- [Exercise requirements] Exactly the lines below from the one with "bundled here: the" up to and including the one with "pub const KEY: u32 = 0xD610;" make up the answer, with nothing else added.

::::::::::

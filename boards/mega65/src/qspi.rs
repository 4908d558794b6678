//! QSPI flash driver bindings.
//!
//! Reading, flashing and reconfiguration are done by the C driver shared by
//! the flash tools.  Reads go through its 512 byte sector buffer.  Flashing
//! runs its own UI: file browser, progress and verification.

use megaflash::gate::FACTORY_UPGRADE_FILE;
use megaflash::{Error, FileChoice, Label, Reflasher};
use storage::{ReadFlash, SECTOR_SIZE};

extern "C" {
    static mut data_buffer: [u8; SECTOR_SIZE];
    /// Name of the file picked by the browser, NUL terminated.
    static mut disk_name_return: [u8; 32];

    fn read_data(start_address: u32);
    fn reconfig_fpga(addr: u32);
    fn select_bitstream_file(slot: u8) -> u8;
    fn reflash_slot(slot: u8, selected_file: u8, slot0_version: *const u8);
}

/// Browser results, as defined by the driver.
const SELECTED_FILE_INVALID: u8 = 0xfe;
const SELECTED_FILE_VALID: u8 = 0xff;

pub struct Qspi {
    capacity: usize,
}

impl Qspi {
    pub fn new(capacity: usize) -> Qspi {
        Qspi { capacity }
    }
}

impl ReadFlash for Qspi {
    fn read_size(&self) -> usize {
        1
    }

    fn read(&mut self, offset: usize, bytes: &mut [u8]) -> storage::Result<()> {
        storage::check_read(self, offset, bytes.len())?;

        let mut pos = offset;
        let mut done = 0;
        while done < bytes.len() {
            let sector = pos - pos % SECTOR_SIZE;
            let skip = pos - sector;
            let count = (SECTOR_SIZE - skip).min(bytes.len() - done);
            unsafe {
                read_data(sector as u32);
                let buffer = &*core::ptr::addr_of!(data_buffer);
                bytes[done..done + count].copy_from_slice(&buffer[skip..skip + count]);
            }
            pos += count;
            done += count;
        }
        Ok(())
    }

    fn capacity(&self) -> usize {
        self.capacity
    }
}

/// Start the core at `offset`.  Only comes back if the FPGA refused.
pub fn reconfigure(offset: u32) {
    unsafe { reconfig_fpga(offset) }
}

/// The driver's file browser and flasher.
#[derive(Default)]
pub struct Flasher {
    selected: Option<u8>,
}

impl Reflasher for Flasher {
    fn select_file(&mut self, slot: usize) -> Option<FileChoice> {
        let selected = unsafe { select_bitstream_file(slot as u8) };
        if selected == SELECTED_FILE_INVALID {
            return None;
        }
        let name = unsafe { &*core::ptr::addr_of!(disk_name_return) };
        let len = name.iter().position(|&b| b == 0).unwrap_or(name.len());
        let choice = core::str::from_utf8(&name[..len]).ok().and_then(FileChoice::new)?;
        self.selected = Some(selected);
        Some(choice)
    }

    fn reflash(&mut self, slot: usize, file: &FileChoice, slot0_version: &Label) -> Result<(), Error> {
        let selected = if slot == 0 && file.name.as_str() == FACTORY_UPGRADE_FILE {
            // Slot 0 skips the browser, hand the name over directly.
            let mut name = [0u8; 32];
            name[..file.name.len()].copy_from_slice(file.name.as_bytes());
            unsafe { *core::ptr::addr_of_mut!(disk_name_return) = name };
            SELECTED_FILE_VALID
        } else {
            self.selected.take().ok_or(Error::Reflash)?
        };

        unsafe { reflash_slot(slot as u8, selected, slot0_version.as_cstr_bytes().as_ptr()) };
        Ok(())
    }
}
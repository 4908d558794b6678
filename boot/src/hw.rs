//! Hardware access.
//!
//! The menu reaches the machine through three capabilities, bundled here: the
//! register file, the QSPI flash, and a busy-wait delay.  The register
//! addresses and bit meanings match the MEGA65 I/O map.

use embedded_hal::blocking::delay::{DelayMs, DelayUs};
use storage::{ReadFlash, RegisterFile};

/// Register addresses.
pub mod reg {
    /// Border colour.
    pub const BORDER: u32 = 0xD020;
    /// Screen background colour.
    pub const BACKGROUND: u32 = 0xD021;
    /// ASCII key of the hardware keyboard queue.  Writing anything pops it.
    pub const KEY: u32 = 0xD610;
    /// Modifier keys currently held.
    pub const MODIFIERS: u32 = 0xD611;
    /// Hardware model id.
    pub const MODEL_ID: u32 = 0xD629;
    /// First of four bytes of the running core's git hash, low byte first.
    pub const CORE_HASH: u32 = 0xD632;
    /// Cartridge port /EXROM and /GAME lines.
    pub const CART_LINES: u32 = 0xD67E;
    /// DIP switch state.
    pub const DIP_SWITCHES: u32 = 0xD69D;
    /// Selects which FPGA configuration register `BOOTSTS_DATA` shows.
    pub const BOOTSTS_SELECT: u32 = 0xD6C4;
    pub const BOOTSTS_DATA: u32 = 0xD6C5;
    /// Reads all ones when the ICAPE2 interface is not answering.
    pub const BOOTSTS_STATUS: u32 = 0xD6C7;
    /// Attic RAM, used as the staging buffer while flashing.
    pub const ATTIC_RAM: u32 = 0x800_0000;
    /// Cartridge ROM at `$8004`, covering the CBM80 and `$8007` signatures.
    pub const CART_ROM_LO: u32 = 0x400_8004;
    /// Cartridge ROM at `$C007`.
    pub const CART_ROM_HI: u32 = 0x400_C007;
}

/// Modifier bits in [`reg::MODIFIERS`].
pub mod modifier {
    pub const CTRL: u8 = 0x04;
    pub const NO_SCROLL: u8 = 0x20;
}

/// Bit of [`reg::DIP_SWITCHES`] holding DIP switch 4.
pub const DIP4: u8 = 0x08;

/// BOOTSTS register selector.
pub const BOOTSTS_REG: u8 = 0x16;
/// Bit of BOOTSTS set when the FPGA has been reconfigured since power up.
pub const BOOTSTS_IPROG: u8 = 0x01;

/// Colour codes used by the menu.
pub mod colour {
    pub const BLACK: u8 = 0;
    pub const WHITE: u8 = 1;
    pub const RED: u8 = 2;
    pub const BLUE: u8 = 6;
    pub const YELLOW: u8 = 7;
}

/// Raw key codes, as the keyboard queue presents them.
pub mod key {
    pub const RUN_STOP: u8 = 0x03;
    pub const TAB: u8 = 0x09;
    pub const RETURN: u8 = 0x0d;
    pub const CRSR_DOWN: u8 = 0x11;
    pub const INST_DEL: u8 = 0x14;
    pub const ESC: u8 = 0x1b;
    pub const CRSR_RIGHT: u8 = 0x1d;
    pub const HELP: u8 = 0x1f;
    pub const TILDE: u8 = 0x7e;
    pub const CRSR_UP: u8 = 0x91;
    pub const CRSR_LEFT: u8 = 0x9d;
    pub const F1: u8 = 0xf1;
}

/// How long the border stays red after a refused action.
const ERROR_FLASH_MS: u16 = 150;

/// A key taken from the keyboard queue, with the modifiers held at the time.
#[derive(Debug, Clone, Copy, PartialEq, Eq)]
pub struct KeyPress {
    pub code: u8,
    pub modifiers: u8,
}

impl KeyPress {
    pub fn ctrl(&self) -> bool {
        self.modifiers & modifier::CTRL != 0
    }
}

/// The machine, as seen by the menu.
pub struct Hardware<R, F, D> {
    pub regs: R,
    pub flash: F,
    pub delay: D,
}

impl<R, F, D> Hardware<R, F, D>
where
    R: RegisterFile,
    F: ReadFlash,
    D: DelayMs<u16> + DelayUs<u16>,
{
    pub fn new(regs: R, flash: F, delay: D) -> Self {
        Hardware { regs, flash, delay }
    }

    /// Block until a key is in the queue, then pop it.
    pub fn wait_key(&mut self) -> KeyPress {
        loop {
            let code = self.regs.peek(reg::KEY);
            let modifiers = self.regs.peek(reg::MODIFIERS);
            if code != 0 {
                self.regs.poke(reg::KEY, 0);
                return KeyPress { code, modifiers };
            }
        }
    }

    /// Empty the keyboard queue.
    pub fn drain_keys(&mut self) {
        while self.regs.peek(reg::KEY) != 0 {
            self.regs.poke(reg::KEY, 0);
        }
    }

    /// Wait for almost any key.  TAB is ignored, as it might still be held
    /// from requesting the menu.
    pub fn press_any_key(&mut self) {
        self.drain_keys();
        loop {
            match self.regs.peek(reg::KEY) {
                0 => {}
                key::TAB => self.regs.poke(reg::KEY, 0),
                _ => break,
            }
        }
        self.drain_keys();
    }

    /// Flash border and background red, to show that something was refused.
    pub fn error_flash(&mut self) {
        self.regs.poke(reg::BORDER, colour::RED);
        self.regs.poke(reg::BACKGROUND, colour::RED);
        self.delay.delay_ms(ERROR_FLASH_MS);
        self.regs.poke(reg::BORDER, colour::BLACK);
        self.regs.poke(reg::BACKGROUND, colour::BLUE);
    }

    /// Slot the DIP switch 4 asks for when no cartridge decides: 1 when off,
    /// 2 when on.
    pub fn dip4_slot(&mut self) -> usize {
        1 + usize::from(self.regs.peek(reg::DIP_SWITCHES) & DIP4 != 0)
    }

    /// True when the FPGA has been reconfigured since power up, meaning this
    /// is not the first pass through the menu core.
    pub fn reconfigured(&mut self) -> bool {
        self.regs.poke(reg::BOOTSTS_SELECT, BOOTSTS_REG);
        // The value takes about 40 cycles to be fetched.
        self.delay.delay_us(10);
        self.regs.peek(reg::BOOTSTS_DATA) & BOOTSTS_IPROG != 0
    }

    /// The core's git hash, as shown by the diagnostics view.
    pub fn core_hash(&mut self) -> u32 {
        let mut bytes = [0u8; 4];
        self.regs.copy_out(reg::CORE_HASH, &mut bytes);
        u32::from_le_bytes(bytes)
    }
}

::::::::::

- [Written response]
//! The menu reaches the machine through three capabilities, bundled here: the
//! register file, the QSPI flash, and a busy-wait delay.  The register
//! addresses and bit meanings match the MEGA65 I/O map.

use embedded_hal::blocking::delay::{DelayMs, DelayUs};
use storage::{ReadFlash, RegisterFile};

/// Register addresses.
pub mod reg {
    /// Border colour.
    pub const BORDER: u32 = 0xD020;
    /// Screen background colour.
    pub const BACKGROUND: u32 = 0xD021;
    /// ASCII key of the hardware keyboard queue.  Writing anything pops it.
    pub const KEY: u32 = 0xD610;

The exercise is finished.